Source data -
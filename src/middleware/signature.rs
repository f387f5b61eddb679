//! Request signature middleware.
//!
//! This middleware intercepts every signed route to:
//! 1. Buffer the raw request body
//! 2. Recompute HMAC-SHA256 over `X-Timestamp || body` and compare with `X-Signature`
//! 3. Optionally reject timestamps outside the replay window
//! 4. Hand the untouched body on to the route handler
//!
//! Failures are reported as HTTP 400 with `{"status":"error","message":"Invalid signature"}`.

use axum::{
    body::{Body, Bytes},
    extract::{FromRequest, Request, State},
    http::StatusCode,
    middleware::Next,
    response::Response,
};
use chrono::Utc;

use crate::{
    error::AppError,
    services::signature_service::{
        SIGNATURE_HEADER, SignatureVerifier, TIMESTAMP_HEADER, timestamp_is_fresh,
    },
};

/// Everything the middleware needs, shared across requests.
#[derive(Debug, Clone)]
pub struct SignatureLayerState {
    pub verifier: SignatureVerifier,

    /// Maximum distance between `X-Timestamp` and the server clock, in seconds
    ///
    /// `None` disables the check; the timestamp is then only part of the signed data.
    pub tolerance_secs: Option<u64>,

    /// Bodies larger than this are rejected with 413 before verification.
    /// Applied by the router as a `DefaultBodyLimit` on the signed routes.
    pub max_body_bytes: usize,
}

/// Signature verification middleware function.
///
/// # Flow
///
/// 1. Read `X-Timestamp` and `X-Signature` headers
/// 2. Buffer the body (up to `max_body_bytes`; 413 past it, 400 if the stream fails)
/// 3. Verify the signature over the exact bytes received
/// 4. If valid: rebuild the request with the same body, call next handler
/// 5. If not: return 400 Bad Request
///
/// # Headers
///
/// ```text
/// X-Timestamp: 1736935800
/// X-Signature: 5d1f...e9 (hex HMAC-SHA256 of timestamp + body)
/// ```
pub async fn signature_middleware(
    State(state): State<SignatureLayerState>,
    request: Request,
    next: Next,
) -> Result<Response, AppError> {
    let (parts, body) = request.into_parts();

    let Some(timestamp) = header_str(&parts.headers, TIMESTAMP_HEADER) else {
        tracing::warn!(path = %parts.uri.path(), "rejected request without timestamp header");
        return Err(AppError::InvalidSignature);
    };
    let timestamp = timestamp.to_owned();
    let signature = header_str(&parts.headers, SIGNATURE_HEADER).map(str::to_owned);

    // The limit itself comes from the DefaultBodyLimit layer on the signed routes
    let bytes = Bytes::from_request(Request::from_parts(parts.clone(), body), &())
        .await
        .map_err(|rejection| {
            if rejection.status() == StatusCode::PAYLOAD_TOO_LARGE {
                AppError::PayloadTooLarge
            } else {
                tracing::warn!(path = %parts.uri.path(), error = %rejection, "failed to read request body");
                AppError::InvalidRequest(rejection.body_text())
            }
        })?;

    if !state
        .verifier
        .verify(&timestamp, signature.as_deref(), &bytes)
    {
        tracing::warn!(path = %parts.uri.path(), "rejected request with invalid signature");
        return Err(AppError::InvalidSignature);
    }

    if let Some(tolerance) = state.tolerance_secs {
        if !timestamp_is_fresh(&timestamp, Utc::now().timestamp(), tolerance) {
            tracing::warn!(path = %parts.uri.path(), %timestamp, "rejected stale request timestamp");
            return Err(AppError::InvalidSignature);
        }
    }

    let request = Request::from_parts(parts, Body::from(bytes));
    Ok(next.run(request).await)
}

fn header_str<'a>(headers: &'a axum::http::HeaderMap, name: &str) -> Option<&'a str> {
    headers.get(name).and_then(|h| h.to_str().ok())
}
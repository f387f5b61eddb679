//! Health check endpoint for service monitoring.

use crate::{db::DbPool, error::AppError};
use axum::{Json, extract::State};
use chrono::{DateTime, Utc};
use serde::Serialize;

/// Health check response.
#[derive(Debug, Serialize)]
pub struct HealthResponse {
    pub status: &'static str,

    /// Database connection status
    pub database: &'static str,

    /// Crate version of the running binary
    pub version: &'static str,

    pub timestamp: DateTime<Utc>,
}

/// Health check handler. Unauthenticated.
///
/// # Response (200 OK)
///
/// ```json
/// {
///   "status": "healthy",
///   "database": "connected",
///   "version": "0.1.0",
///   "timestamp": "2025-12-21T19:00:00Z"
/// }
/// ```
///
/// If the database is unreachable the standard 500 error body is returned.
pub async fn health_check(State(pool): State<DbPool>) -> Result<Json<HealthResponse>, AppError> {
    sqlx::query("SELECT 1").execute(&pool).await?;

    Ok(Json(HealthResponse {
        status: "healthy",
        database: "connected",
        version: env!("CARGO_PKG_VERSION"),
        timestamp: Utc::now(),
    }))
}
//! Shared-secret request signatures.
//!
//! Senders sign `X-Timestamp || raw body` with HMAC-SHA256 and send the hex
//! digest in `X-Signature`. The server recomputes the digest over the bytes it
//! actually received and compares in constant time.

use std::{fmt, sync::Arc};

use hmac::{Hmac, Mac};
use sha2::Sha256;

type HmacSha256 = Hmac<Sha256>;

pub const TIMESTAMP_HEADER: &str = "X-Timestamp";
pub const SIGNATURE_HEADER: &str = "X-Signature";

/// Length of a hex-encoded SHA-256 digest.
const SIGNATURE_HEX_LEN: usize = 64;

/// Verifies request signatures against the configured shared secret.
///
/// Cheap to clone; the key is shared.
#[derive(Clone)]
pub struct SignatureVerifier {
    secret: Arc<[u8]>,
}

impl fmt::Debug for SignatureVerifier {
    fn fmt(&self, f: &mut fmt::Formatter<'_>) -> fmt::Result {
        f.debug_struct("SignatureVerifier")
            .field("secret", &"<redacted>")
            .finish()
    }
}

impl SignatureVerifier {
    pub fn new(secret: impl AsRef<[u8]>) -> Self {
        Self {
            secret: Arc::from(secret.as_ref()),
        }
    }

    fn mac(&self, timestamp: &str, body: &[u8]) -> HmacSha256 {
        // HMAC accepts keys of any length
        let mut mac = HmacSha256::new_from_slice(&self.secret).expect("HMAC key length is valid");
        mac.update(timestamp.as_bytes());
        mac.update(body);
        mac
    }

    /// Hex-encoded HMAC-SHA256 of `timestamp || body`.
    pub fn sign(&self, timestamp: &str, body: &[u8]) -> String {
        hex::encode(self.mac(timestamp, body).finalize().into_bytes())
    }

    /// Check `signature` against `timestamp || body`.
    ///
    /// Only the exact form `sign` produces is accepted: 64 lowercase hex
    /// characters with no surrounding whitespace. Anything else, including a
    /// missing signature, returns `false`.
    pub fn verify(&self, timestamp: &str, signature: Option<&str>, body: &[u8]) -> bool {
        let Some(signature) = signature else {
            return false;
        };

        if signature.len() != SIGNATURE_HEX_LEN || !signature.bytes().all(is_lower_hex) {
            return false;
        }

        let Ok(provided) = hex::decode(signature) else {
            return false;
        };

        // verify_slice compares in constant time
        self.mac(timestamp, body).verify_slice(&provided).is_ok()
    }
}

fn is_lower_hex(byte: u8) -> bool {
    matches!(byte, b'0'..=b'9' | b'a'..=b'f')
}

/// Whether a unix-seconds `timestamp` lies within `tolerance_secs` of `now`.
///
/// Unparseable timestamps are never fresh.
pub fn timestamp_is_fresh(timestamp: &str, now: i64, tolerance_secs: u64) -> bool {
    match timestamp.trim().parse::<i64>() {
        Ok(sent) => sent.abs_diff(now) <= tolerance_secs,
        Err(_) => false,
    }
}
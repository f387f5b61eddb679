//! Application configuration management.
//!
//! This module handles loading configuration from environment variables.
//! It uses the `envy` crate to automatically deserialize environment variables into a type-safe struct.

use std::fmt;

use serde::Deserialize;

/// Application configuration loaded from environment variables.
///
/// # Environment Variables
///
/// - `DATABASE_URL` (required): PostgreSQL connection string
/// - `SIGNATURE_SECRET` (required): shared secret for request signatures
/// - `SERVER_PORT` (optional): HTTP server port, defaults to 3000
/// - `DATABASE_MAX_CONNECTIONS` (optional): pool size, defaults to 5
/// - `SIGNATURE_TOLERANCE_SECS` (optional): maximum clock skew accepted for `X-Timestamp`
/// - `MAX_BODY_BYTES` (optional): largest signed body the server will buffer, defaults to 1 MiB
#[derive(Clone, Deserialize)]
pub struct Config {
    pub database_url: String,

    pub signature_secret: String,

    #[serde(default = "default_port")]
    pub server_port: u16,

    #[serde(default = "default_max_connections")]
    pub database_max_connections: u32,

    /// Replay window for signed requests. Unset means timestamps are not checked.
    #[serde(default)]
    pub signature_tolerance_secs: Option<u64>,

    #[serde(default = "default_max_body_bytes")]
    pub max_body_bytes: usize,
}

/// Default port if SERVER_PORT environment variable is not set.
fn default_port() -> u16 {
    3000
}

fn default_max_connections() -> u32 {
    5
}

fn default_max_body_bytes() -> usize {
    1024 * 1024
}

// Keeps the secret and credentials in the connection string out of logs.
impl fmt::Debug for Config {
    fn fmt(&self, f: &mut fmt::Formatter<'_>) -> fmt::Result {
        f.debug_struct("Config")
            .field("database_url", &"<redacted>")
            .field("signature_secret", &"<redacted>")
            .field("server_port", &self.server_port)
            .field("database_max_connections", &self.database_max_connections)
            .field("signature_tolerance_secs", &self.signature_tolerance_secs)
            .field("max_body_bytes", &self.max_body_bytes)
            .finish()
    }
}

/// Errors raised while loading [`Config`].
#[derive(Debug, thiserror::Error)]
pub enum ConfigError {
    #[error(transparent)]
    Env(#[from] envy::Error),

    #[error("SIGNATURE_SECRET must not be empty")]
    EmptySecret,
}

impl Config {
    /// Load configuration from environment variables.
    ///
    /// This method first attempts to load a `.env` file (which is optional),
    /// then reads environment variables and deserializes them into a Config struct.
    ///
    /// # Errors
    ///
    /// Returns an error if:
    /// - Required environment variables are missing (e.g., DATABASE_URL)
    /// - Environment variable values cannot be parsed into expected types
    /// - `SIGNATURE_SECRET` is blank
    pub fn from_env() -> Result<Self, ConfigError> {
        // Try to load .env file if it exists (does nothing if not found)
        dotenvy::dotenv().ok();

        Self::from_vars(std::env::vars())
    }

    /// Build a config from an explicit set of `KEY=value` pairs.
    pub fn from_vars<I>(vars: I) -> Result<Self, ConfigError>
    where
        I: IntoIterator<Item = (String, String)>,
    {
        // Field names are automatically converted: database_url -> DATABASE_URL
        let config = envy::from_iter::<_, Config>(vars)?;

        if config.signature_secret.trim().is_empty() {
            return Err(ConfigError::EmptySecret);
        }

        Ok(config)
    }
}
//! HTTP middleware components.
//!
//! Middleware run before route handlers and can short-circuit a request
//! (e.g. reject an unsigned one) before the handler sees it.

/// Shared-secret request signature middleware
pub mod signature;
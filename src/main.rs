//! Loyalty Transaction Service - Main Application Entry Point
//!
//! A REST API that records purchase transactions for users and awards one
//! loyalty point per 1000 spent. Writes are authenticated with a shared-secret
//! HMAC signature over the request timestamp and raw body.
//!
//! # Architecture
//!
//! - **Web Framework**: Axum (async HTTP server)
//! - **Database**: PostgreSQL with sqlx (async queries)
//! - **Authentication**: HMAC-SHA256 request signatures
//! - **Format**: JSON requests/responses
//!
//! # Startup Flow
//!
//! 1. Load configuration from environment variables
//! 2. Create database connection pool
//! 3. Run database migrations
//! 4. Build HTTP router with routes and middleware
//! 5. Start server on configured port

mod config;
mod db;
mod error;
mod handlers;
mod middleware;
mod models;
mod routes;
mod services;

use tracing_subscriber::EnvFilter;

use crate::{
    middleware::signature::SignatureLayerState, services::signature_service::SignatureVerifier,
};

#[tokio::main]
async fn main() -> anyhow::Result<()> {
    // Initialize logging with tracing subscriber. Reads RUST_LOG environment variable (defaults to "info" level)
    tracing_subscriber::fmt()
        .with_env_filter(EnvFilter::try_from_default_env().unwrap_or_else(|_| "info".into()))
        .init();

    let config = config::Config::from_env()?;
    tracing::info!(?config, "Configuration loaded");

    let pool = db::create_pool(&config.database_url, config.database_max_connections).await?;
    tracing::info!("Database pool created");

    db::run_migrations(&pool).await?;
    tracing::info!("Database migrations complete");

    if config.signature_tolerance_secs.is_none() {
        tracing::warn!("SIGNATURE_TOLERANCE_SECS not set; signed requests can be replayed");
    }

    let signature = SignatureLayerState {
        verifier: SignatureVerifier::new(&config.signature_secret),
        tolerance_secs: config.signature_tolerance_secs,
        max_body_bytes: config.max_body_bytes,
    };

    let app = routes::build_router(pool, signature);

    // Bind to network address and start server
    let addr = format!("0.0.0.0:{}", config.server_port);
    let listener = tokio::net::TcpListener::bind(&addr).await?;
    tracing::info!("Server listening on {}", addr);

    axum::serve(listener, app)
        .with_graceful_shutdown(shutdown_signal())
        .await?;

    tracing::info!("Server stopped");

    Ok(())
}

/// Resolves on Ctrl+C so in-flight requests can finish before exit.
async fn shutdown_signal() {
    if let Err(e) = tokio::signal::ctrl_c().await {
        tracing::error!("Failed to listen for shutdown signal: {}", e);
        std::future::pending::<()>().await;
    }
    tracing::info!("Shutdown signal received");
}
//! HTTP request handlers (route handlers).
//!
//! Each handler is an async function that:
//! 1. Receives HTTP request data (JSON body, query string)
//! 2. Calls into the services layer
//! 3. Returns HTTP response (JSON, status code)

/// Service health check
pub mod health;
/// Transaction create, list and seed endpoints
pub mod transactions;
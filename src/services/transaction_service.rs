//! Transaction service - Core business logic for loyalty transactions.
//!
//! This service handles:
//! - Recording a transaction together with its point row
//! - Listing transactions with their points, filtered and paginated
//! - Seeding synthetic transactions
//!
//! # Atomicity Guarantees
//!
//! A transaction and its point row are always written inside the same
//! PostgreSQL transaction. If the point insert fails, the transaction row is
//! rolled back with it.

use bigdecimal::BigDecimal;
use chrono::{Duration, NaiveDateTime, Utc};
use rand::Rng;
use sqlx::{Postgres, QueryBuilder};

use crate::{
    db::DbPool,
    error::AppError,
    models::{
        pagination::{PageRequest, Pagination},
        point::{Point, points_for_amount},
        transaction::{DateRange, ListFilter, NewTransaction, Transaction, TransactionListItem},
    },
};

/// Number of rows written by [`seed_transactions`].
pub const SEED_COUNT: usize = 1000;
/// User that owns seeded transactions.
pub const SEED_USER_ID: i64 = 1;
pub const SEED_MIN_AMOUNT: i64 = 10_000;
pub const SEED_MAX_AMOUNT: i64 = 500_000;
pub const SEED_MAX_DAYS_AGO: i64 = 365;

/// Record a transaction and its loyalty points.
///
/// # Process
///
/// 1. Derive points from the amount
/// 2. Start database transaction
/// 3. Insert the transaction row
/// 4. Insert the point row referencing it
/// 5. Commit (or rollback on error)
///
/// # Errors
///
/// - `InvalidRequest`: Amount cannot earn points (negative or out of range)
/// - `Database`: Database error occurred
pub async fn create_transaction(
    pool: &DbPool,
    new: NewTransaction,
) -> Result<Transaction, AppError> {
    let points = points_for_amount(&new.amount)
        .ok_or_else(|| AppError::InvalidRequest("Amount cannot be converted to points".to_string()))?;

    // Start db transaction
    let mut tx = pool.begin().await?;

    let transaction = sqlx::query_as::<_, Transaction>(
        r#"
        INSERT INTO transactions (user_id, amount, description, transacted_at)
        VALUES ($1, $2, $3, $4)
        RETURNING *
        "#,
    )
    .bind(new.user_id)
    .bind(&new.amount)
    .bind(&new.description)
    .bind(new.transacted_at)
    .fetch_one(&mut *tx)
    .await?;

    let point = sqlx::query_as::<_, Point>(
        r#"
        INSERT INTO points (transaction_id, points)
        VALUES ($1, $2)
        RETURNING id, transaction_id, points
        "#,
    )
    .bind(transaction.id)
    .bind(points)
    .fetch_one(&mut *tx)
    .await?;

    // Both rows become visible together; dropping `tx` on an early return rolls back
    tx.commit().await?;

    tracing::info!(
        transaction_id = %point.transaction_id,
        point_id = %point.id,
        user_id = transaction.user_id,
        amount = %transaction.amount,
        points = point.points,
        "transaction recorded"
    );

    Ok(transaction)
}

/// List transactions with their points.
///
/// # Ordering
///
/// Newest `transacted_at` first, ties broken by id so pages are stable.
///
/// # Filtering
///
/// When `filter.range` is set only rows with `transacted_at` inside the
/// inclusive range are counted and returned.
pub async fn list_transactions(
    pool: &DbPool,
    filter: ListFilter,
) -> Result<(Vec<TransactionListItem>, Pagination), AppError> {
    let (start, end) = range_bounds(filter.range);
    let page: PageRequest = filter.page;

    let total: i64 = sqlx::query_scalar(
        r#"
        SELECT COUNT(*)
        FROM transactions t
        WHERE ($1::timestamp IS NULL OR t.transacted_at BETWEEN $1 AND $2)
        "#,
    )
    .bind(start)
    .bind(end)
    .fetch_one(pool)
    .await?;

    let items = sqlx::query_as::<_, TransactionListItem>(
        r#"
        SELECT t.user_id,
               t.amount,
               COALESCE(p.points, 0) AS points,
               t.description,
               t.transacted_at
        FROM transactions t
        LEFT JOIN points p ON p.transaction_id = t.id
        WHERE ($1::timestamp IS NULL OR t.transacted_at BETWEEN $1 AND $2)
        ORDER BY t.transacted_at DESC, t.id
        LIMIT $3 OFFSET $4
        "#,
    )
    .bind(start)
    .bind(end)
    .bind(page.per_page)
    .bind(page.offset())
    .fetch_all(pool)
    .await?;

    Ok((items, Pagination::new(page, total)))
}

fn range_bounds(range: Option<DateRange>) -> (Option<NaiveDateTime>, Option<NaiveDateTime>) {
    match range {
        Some(range) => (Some(range.start), Some(range.end)),
        None => (None, None),
    }
}

/// One synthetic transaction produced by [`generate_seed_rows`].
#[derive(Debug, Clone, PartialEq)]
pub struct SeedRow {
    pub amount: i64,
    pub description: String,
    pub transacted_at: NaiveDateTime,
}

/// Build `count` random transactions for the seed endpoint.
///
/// Amounts are whole numbers in `[10000, 500000]`; `transacted_at` is `now`
/// minus a whole number of days in `[0, 365]`.
pub fn generate_seed_rows<R: Rng>(
    rng: &mut R,
    now: NaiveDateTime,
    count: usize,
) -> Vec<SeedRow> {
    (0..count)
        .map(|i| SeedRow {
            amount: rng.random_range(SEED_MIN_AMOUNT..=SEED_MAX_AMOUNT),
            description: format!("Transaction {i}"),
            transacted_at: now - Duration::days(rng.random_range(0..=SEED_MAX_DAYS_AGO)),
        })
        .collect()
}

/// Insert [`SEED_COUNT`] synthetic transactions for [`SEED_USER_ID`], each
/// with its point row.
///
/// All rows are written in one database transaction with two bulk inserts.
///
/// # Returns
///
/// The number of transactions created.
pub async fn seed_transactions(pool: &DbPool) -> Result<usize, AppError> {
    // ThreadRng is not Send, so generate everything before the first await
    let rows = {
        let mut rng = rand::rng();
        generate_seed_rows(&mut rng, Utc::now().naive_utc(), SEED_COUNT)
    };

    let mut tx = pool.begin().await?;

    let mut insert_transactions = QueryBuilder::<Postgres>::new(
        "INSERT INTO transactions (user_id, amount, description, transacted_at) ",
    );
    insert_transactions.push_values(&rows, |mut b, row| {
        b.push_bind(SEED_USER_ID)
            .push_bind(BigDecimal::from(row.amount))
            .push_bind(row.description.clone())
            .push_bind(row.transacted_at);
    });
    insert_transactions.push(" RETURNING *");

    let transactions = insert_transactions
        .build_query_as::<Transaction>()
        .fetch_all(&mut *tx)
        .await?;

    let mut point_rows = Vec::with_capacity(transactions.len());
    for transaction in &transactions {
        let points = points_for_amount(&transaction.amount).ok_or_else(|| {
            AppError::InvalidRequest("Amount cannot be converted to points".to_string())
        })?;
        point_rows.push((transaction.id, points));
    }

    let mut insert_points = QueryBuilder::<Postgres>::new("INSERT INTO points (transaction_id, points) ");
    insert_points.push_values(&point_rows, |mut b, (transaction_id, points)| {
        b.push_bind(*transaction_id).push_bind(*points);
    });
    insert_points.build().execute(&mut *tx).await?;

    tx.commit().await?;

    tracing::info!(count = transactions.len(), user_id = SEED_USER_ID, "seeded transactions");

    Ok(transactions.len())
}
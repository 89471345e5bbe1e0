//! Clipboard format identifiers and the containers that carry them.
//!
//! A clipboard transaction carries one egg as four parallel representations,
//! each keyed by a MIME-like format identifier. [`FormatBundle`] is the
//! encoder's output; [`FormatLookup`] and [`ClipboardPayload`] are the read and
//! write sides of whatever clipboard the caller is talking to.

use std::collections::{BTreeMap, HashMap};

// =============================================================================
// Format Identifiers
// =============================================================================

/// Structured egg format (canonical representation)
pub const MIME_EGG: &str = "application/x-clipegg+json";

/// URI list fallback (raw URI, no trailing newline)
pub const MIME_URI_LIST: &str = "text/uri-list";

/// Plain text fallback (`label\nuri`)
pub const MIME_PLAIN: &str = "text/plain";

/// HTML fallback (anchor with optional thumbnail)
pub const MIME_HTML: &str = "text/html";

/// All egg formats in priority order
pub const EGG_FORMATS: [&str; 4] = [MIME_EGG, MIME_URI_LIST, MIME_PLAIN, MIME_HTML];

// =============================================================================
// Format Bundle
// =============================================================================

/// The four clipboard representations of one egg.
///
/// Produced by [`encode`](crate::encode); lives only for the duration of a
/// clipboard write or read.
#[derive(Debug, Clone, PartialEq, Eq)]
pub struct FormatBundle {
    /// `application/x-clipegg+json` payload
    pub structured: String,

    /// `text/uri-list` payload
    pub uri_list: String,

    /// `text/plain` payload
    pub plain: String,

    /// `text/html` payload
    pub html: String,
}

impl FormatBundle {
    /// Payload for a format identifier, if it is one of the four egg formats
    pub fn get(&self, format: &str) -> Option<&str> {
        match format {
            MIME_EGG => Some(&self.structured),
            MIME_URI_LIST => Some(&self.uri_list),
            MIME_PLAIN => Some(&self.plain),
            MIME_HTML => Some(&self.html),
            _ => None,
        }
    }

    /// `(format, payload)` pairs in priority order
    pub fn entries(&self) -> [(&'static str, &str); 4] {
        [
            (MIME_EGG, self.structured.as_str()),
            (MIME_URI_LIST, self.uri_list.as_str()),
            (MIME_PLAIN, self.plain.as_str()),
            (MIME_HTML, self.html.as_str()),
        ]
    }

    /// Copy the bundle into an owned format map
    pub fn to_map(&self) -> BTreeMap<String, String> {
        self.entries()
            .into_iter()
            .map(|(format, data)| (format.to_string(), data.to_string()))
            .collect()
    }
}

// =============================================================================
// Clipboard Access
// =============================================================================

/// Read side of a clipboard transaction.
///
/// A single query: the payload stored under a format identifier. Returning
/// `Some("")` is equivalent to `None`; the decoder treats both as absent.
pub trait FormatLookup {
    /// Payload for `format`, if any
    fn get_data(&self, format: &str) -> Option<&str>;
}

/// Write side of a clipboard transaction (one slot per format).
pub trait ClipboardPayload {
    /// Store `data` under `format`, replacing any previous value
    fn set_data(&mut self, format: &str, data: &str);
}

impl FormatLookup for FormatBundle {
    fn get_data(&self, format: &str) -> Option<&str> {
        self.get(format)
    }
}

impl<S: std::hash::BuildHasher> FormatLookup for HashMap<String, String, S> {
    fn get_data(&self, format: &str) -> Option<&str> {
        self.get(format).map(String::as_str)
    }
}

impl FormatLookup for BTreeMap<String, String> {
    fn get_data(&self, format: &str) -> Option<&str> {
        self.get(format).map(String::as_str)
    }
}

impl<T: FormatLookup + ?Sized> FormatLookup for &T {
    fn get_data(&self, format: &str) -> Option<&str> {
        (**self).get_data(format)
    }
}

impl<S: std::hash::BuildHasher> ClipboardPayload for HashMap<String, String, S> {
    fn set_data(&mut self, format: &str, data: &str) {
        self.insert(format.to_string(), data.to_string());
    }
}

impl ClipboardPayload for BTreeMap<String, String> {
    fn set_data(&mut self, format: &str, data: &str) {
        self.insert(format.to_string(), data.to_string());
    }
}

// =============================================================================
// In-memory Clipboard
// =============================================================================

/// In-memory clipboard data, readable and writable.
///
/// Stands in for a platform clipboard event payload in tests and in tools that
/// move bundles through files.
#[derive(Debug, Clone, Default, PartialEq, Eq)]
pub struct MemoryClipboard {
    data: BTreeMap<String, String>,
    writes: usize,
}

impl MemoryClipboard {
    /// Create an empty clipboard
    pub fn new() -> Self {
        Self::default()
    }

    /// Builder-style insert, for setting up clipboards in tests
    pub fn with_data(mut self, format: impl Into<String>, data: impl Into<String>) -> Self {
        self.data.insert(format.into(), data.into());
        self
    }

    /// Number of formats currently stored
    pub fn len(&self) -> usize {
        self.data.len()
    }

    /// Whether no format is stored
    pub fn is_empty(&self) -> bool {
        self.data.is_empty()
    }

    /// Number of [`ClipboardPayload::set_data`] calls received
    pub fn write_count(&self) -> usize {
        self.writes
    }

    /// Stored format identifiers, sorted
    pub fn formats(&self) -> impl Iterator<Item = &str> {
        self.data.keys().map(String::as_str)
    }

    /// Take the stored formats
    pub fn into_map(self) -> BTreeMap<String, String> {
        self.data
    }
}

impl From<BTreeMap<String, String>> for MemoryClipboard {
    fn from(data: BTreeMap<String, String>) -> Self {
        Self { data, writes: 0 }
    }
}

impl From<&FormatBundle> for MemoryClipboard {
    fn from(bundle: &FormatBundle) -> Self {
        Self::from(bundle.to_map())
    }
}

impl FormatLookup for MemoryClipboard {
    fn get_data(&self, format: &str) -> Option<&str> {
        self.data.get(format).map(String::as_str)
    }
}

impl ClipboardPayload for MemoryClipboard {
    fn set_data(&mut self, format: &str, data: &str) {
        self.writes += 1;
        self.data.insert(format.to_string(), data.to_string());
    }
}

Assignment - Retype, in the same exact form, the lines of the material above from the line holding "any previous value" through the line holding "formats currently stored".

Task response -
    /// Store `data` under `format`, replacing any previous value
    fn set_data(&mut self, format: &str, data: &str);
}

impl FormatLookup for FormatBundle {
    fn get_data(&self, format: &str) -> Option<&str> {
        self.get(format)
    }
}

impl<S: std::hash::BuildHasher> FormatLookup for HashMap<String, String, S> {
    fn get_data(&self, format: &str) -> Option<&str> {
        self.get(format).map(String::as_str)
    }
}

impl FormatLookup for BTreeMap<String, String> {
    fn get_data(&self, format: &str) -> Option<&str> {
        self.get(format).map(String::as_str)
    }
}

impl<T: FormatLookup + ?Sized> FormatLookup for &T {
    fn get_data(&self, format: &str) -> Option<&str> {
        (**self).get_data(format)
    }
}

impl<S: std::hash::BuildHasher> ClipboardPayload for HashMap<String, String, S> {
    fn set_data(&mut self, format: &str, data: &str) {
        self.insert(format.to_string(), data.to_string());
    }
}

impl ClipboardPayload for BTreeMap<String, String> {
    fn set_data(&mut self, format: &str, data: &str) {
        self.insert(format.to_string(), data.to_string());
    }
}

// =============================================================================
// In-memory Clipboard
// =============================================================================

/// In-memory clipboard data, readable and writable.
///
/// Stands in for a platform clipboard event payload in tests and in tools that
/// move bundles through files.
#[derive(Debug, Clone, Default, PartialEq, Eq)]
pub struct MemoryClipboard {
    data: BTreeMap<String, String>,
    writes: usize,
}

impl MemoryClipboard {
    /// Create an empty clipboard
    pub fn new() -> Self {
        Self::default()
    }

    /// Builder-style insert, for setting up clipboards in tests
    pub fn with_data(mut self, format: impl Into<String>, data: impl Into<String>) -> Self {
        self.data.insert(format.into(), data.into());
        self
    }

    /// Number of formats currently stored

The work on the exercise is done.